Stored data
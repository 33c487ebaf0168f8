use bytes::Bytes;
use clap::Args;
use std::path::{Path, PathBuf};
use uuid::Uuid;

use super::client::UploadClient;

/// Send one file to a running server in chunks
#[derive(Args, Debug)]
pub struct UploadArgs {
    /// File to upload
    pub file: PathBuf,

    /// Base URL of the upload server
    #[arg(long, env = "CLAIMDOC_SERVER", default_value = "http://localhost:3000")]
    pub server: String,

    /// MIME type; guessed from the extension when omitted
    #[arg(long = "mime")]
    pub mime_type: Option<String>,

    /// Claim report the document belongs to
    #[arg(long = "report")]
    pub report_id: Option<Uuid>,

    /// Chunk size in bytes
    #[arg(long)]
    pub chunk_size: Option<u64>,

    /// Chunks in flight at once
    #[arg(long = "parallel")]
    pub parallelism: Option<usize>,

    /// Resume an existing upload session instead of starting a new one
    #[arg(long, value_name = "UPLOAD_ID", conflicts_with_all = ["mime_type", "report_id"])]
    pub resume: Option<Uuid>,
}

fn guess_mime_type(path: &Path) -> &'static str {
    let ext = path
        .extension()
        .and_then(|e| e.to_str())
        .map(str::to_ascii_lowercase)
        .unwrap_or_default();

    match ext.as_str() {
        "pdf" => "application/pdf",
        "doc" => "application/msword",
        "docx" => "application/vnd.openxmlformats-officedocument.wordprocessingml.document",
        "xls" => "application/vnd.ms-excel",
        "xlsx" => "application/vnd.openxmlformats-officedocument.spreadsheetml.sheet",
        "jpg" | "jpeg" => "image/jpeg",
        "png" => "image/png",
        "tif" | "tiff" => "image/tiff",
        "txt" => "text/plain",
        _ => "application/octet-stream",
    }
}

/// `upload` subcommand: send one file to a running server
pub async fn run_upload_command(args: UploadArgs) -> anyhow::Result<()> {
    let data = Bytes::from(tokio::fs::read(&args.file).await?);
    let filename = args
        .file
        .file_name()
        .and_then(|n| n.to_str())
        .ok_or_else(|| anyhow::anyhow!("{} has no usable file name", args.file.display()))?
        .to_string();

    let mut client = UploadClient::new(&args.server)?;
    if let Some(chunk_size) = args.chunk_size {
        client = client.with_chunk_size(chunk_size);
    }
    if let Some(parallelism) = args.parallelism {
        client = client.with_parallelism(parallelism);
    }

    let file = match args.resume {
        Some(upload_id) => client.resume_bytes(upload_id, data).await?,
        None => {
            let mime_type = args
                .mime_type
                .unwrap_or_else(|| guess_mime_type(&args.file).to_string());
            client
                .upload_bytes(&filename, &mime_type, data, args.report_id)
                .await?
        }
    };

    tracing::info!(
        "Uploaded {} ({} bytes, sha256 {}) to {}",
        file.filename,
        file.size,
        file.checksum,
        file.location
    );
    println!("{}", serde_json::to_string_pretty(&file)?);
    Ok(())
}

#[cfg(test)]
mod tests {
    use super::*;
    use clap::Parser;

    #[derive(Parser, Debug)]
    struct TestCli {
        #[command(flatten)]
        upload: UploadArgs,
    }

    fn parse(list: &[&str]) -> Result<UploadArgs, clap::Error> {
        TestCli::try_parse_from(std::iter::once("upload").chain(list.iter().copied()))
            .map(|cli| cli.upload)
    }

    #[test]
    fn test_parse_full_argument_list() {
        let report = Uuid::new_v4();
        let parsed = parse(&[
            "claim.pdf",
            "--server",
            "http://uploads.internal:8080",
            "--report",
            &report.to_string(),
            "--chunk-size",
            "1048576",
            "--parallel",
            "4",
        ])
        .unwrap();

        assert_eq!(parsed.file, PathBuf::from("claim.pdf"));
        assert_eq!(parsed.server, "http://uploads.internal:8080");
        assert_eq!(parsed.report_id, Some(report));
        assert_eq!(parsed.chunk_size, Some(1_048_576));
        assert_eq!(parsed.parallelism, Some(4));
        assert!(parsed.resume.is_none());
    }

    #[test]
    fn test_parse_rejects_bad_input() {
        assert!(parse(&[]).is_err());
        assert!(parse(&["a.pdf", "--chunk-size"]).is_err());
        assert!(parse(&["a.pdf", "--chunk-size", "big"]).is_err());
        assert!(parse(&["a.pdf", "--resume", "not-a-uuid"]).is_err());
        assert!(parse(&["a.pdf", "b.pdf"]).is_err());
        assert!(parse(&["a.pdf", "--force"]).is_err());
    }

    #[test]
    fn test_resume_conflicts_with_new_upload_options() {
        let id = Uuid::new_v4().to_string();
        assert!(parse(&["a.pdf", "--resume", &id]).is_ok());
        assert!(parse(&["a.pdf", "--resume", &id, "--mime", "application/pdf"]).is_err());
    }

    #[test]
    fn test_guess_mime_type() {
        assert_eq!(guess_mime_type(Path::new("scan.JPG")), "image/jpeg");
        assert_eq!(guess_mime_type(Path::new("claim.pdf")), "application/pdf");
        assert_eq!(guess_mime_type(Path::new("README")), "application/octet-stream");
    }
}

== Exercise requirements ==
Copy out the data shown above in full. Match it exactly.

== Exercise output ==
repository 33c487ebaf0168f8
use bytes::Bytes;
use clap::Args;
use std::path::{Path, PathBuf};
use uuid::Uuid;

use super::client::UploadClient;

/// Send one file to a running server in chunks
#[derive(Args, Debug)]
pub struct UploadArgs {
    /// File to upload
    pub file: PathBuf,

    /// Base URL of the upload server
    #[arg(long, env = "CLAIMDOC_SERVER", default_value = "http://localhost:3000")]
    pub server: String,

    /// MIME type; guessed from the extension when omitted
    #[arg(long = "mime")]
    pub mime_type: Option<String>,

    /// Claim report the document belongs to
    #[arg(long = "report")]
    pub report_id: Option<Uuid>,

    /// Chunk size in bytes
    #[arg(long)]
    pub chunk_size: Option<u64>,

    /// Chunks in flight at once
    #[arg(long = "parallel")]
    pub parallelism: Option<usize>,

    /// Resume an existing upload session instead of starting a new one
    #[arg(long, value_name = "UPLOAD_ID", conflicts_with_all = ["mime_type", "report_id"])]
    pub resume: Option<Uuid>,
}

fn guess_mime_type(path: &Path) -> &'static str {
    let ext = path
        .extension()
        .and_then(|e| e.to_str())
        .map(str::to_ascii_lowercase)
        .unwrap_or_default();

    match ext.as_str() {
        "pdf" => "application/pdf",
        "doc" => "application/msword",
        "docx" => "application/vnd.openxmlformats-officedocument.wordprocessingml.document",
        "xls" => "application/vnd.ms-excel",
        "xlsx" => "application/vnd.openxmlformats-officedocument.spreadsheetml.sheet",
        "jpg" | "jpeg" => "image/jpeg",
        "png" => "image/png",
        "tif" | "tiff" => "image/tiff",
        "txt" => "text/plain",
        _ => "application/octet-stream",
    }
}

/// `upload` subcommand: send one file to a running server
pub async fn run_upload_command(args: UploadArgs) -> anyhow::Result<()> {
    let data = Bytes::from(tokio::fs::read(&args.file).await?);
    let filename = args
        .file
        .file_name()
        .and_then(|n| n.to_str())
        .ok_or_else(|| anyhow::anyhow!("{} has no usable file name", args.file.display()))?
        .to_string();

    let mut client = UploadClient::new(&args.server)?;
    if let Some(chunk_size) = args.chunk_size {
        client = client.with_chunk_size(chunk_size);
    }
    if let Some(parallelism) = args.parallelism {
        client = client.with_parallelism(parallelism);
    }

    let file = match args.resume {
        Some(upload_id) => client.resume_bytes(upload_id, data).await?,
        None => {
            let mime_type = args
                .mime_type
                .unwrap_or_else(|| guess_mime_type(&args.file).to_string());
            client
                .upload_bytes(&filename, &mime_type, data, args.report_id)
                .await?
        }
    };

    tracing::info!(
        "Uploaded {} ({} bytes, sha256 {}) to {}",
        file.filename,
        file.size,
        file.checksum,
        file.location
    );
    println!("{}", serde_json::to_string_pretty(&file)?);
    Ok(())
}

#[cfg(test)]
mod tests {
    use super::*;
    use clap::Parser;

    #[derive(Parser, Debug)]
    struct TestCli {
        #[command(flatten)]
        upload: UploadArgs,
    }

    fn parse(list: &[&str]) -> Result<UploadArgs, clap::Error> {
        TestCli::try_parse_from(std::iter::once("upload").chain(list.iter().copied()))
            .map(|cli| cli.upload)
    }

    #[test]
    fn test_parse_full_argument_list() {
        let report = Uuid::new_v4();
        let parsed = parse(&[
            "claim.pdf",
            "--server",
            "http://uploads.internal:8080",
            "--report",
            &report.to_string(),
            "--chunk-size",
            "1048576",
            "--parallel",
            "4",
        ])
        .unwrap();

        assert_eq!(parsed.file, PathBuf::from("claim.pdf"));
        assert_eq!(parsed.server, "http://uploads.internal:8080");
        assert_eq!(parsed.report_id, Some(report));
        assert_eq!(parsed.chunk_size, Some(1_048_576));
        assert_eq!(parsed.parallelism, Some(4));
        assert!(parsed.resume.is_none());
    }

    #[test]
    fn test_parse_rejects_bad_input() {
        assert!(parse(&[]).is_err());
        assert!(parse(&["a.pdf", "--chunk-size"]).is_err());
        assert!(parse(&["a.pdf", "--chunk-size", "big"]).is_err());
        assert!(parse(&["a.pdf", "--resume", "not-a-uuid"]).is_err());
        assert!(parse(&["a.pdf", "b.pdf"]).is_err());
        assert!(parse(&["a.pdf", "--force"]).is_err());
    }

    #[test]
    fn test_resume_conflicts_with_new_upload_options() {
        let id = Uuid::new_v4().to_string();
        assert!(parse(&["a.pdf", "--resume", &id]).is_ok());
        assert!(parse(&["a.pdf", "--resume", &id, "--mime", "application/pdf"]).is_err());
    }

    #[test]
    fn test_guess_mime_type() {
        assert_eq!(guess_mime_type(Path::new("scan.JPG")), "image/jpeg");
        assert_eq!(guess_mime_type(Path::new("claim.pdf")), "application/pdf");
        assert_eq!(guess_mime_type(Path::new("README")), "application/octet-stream");
    }
}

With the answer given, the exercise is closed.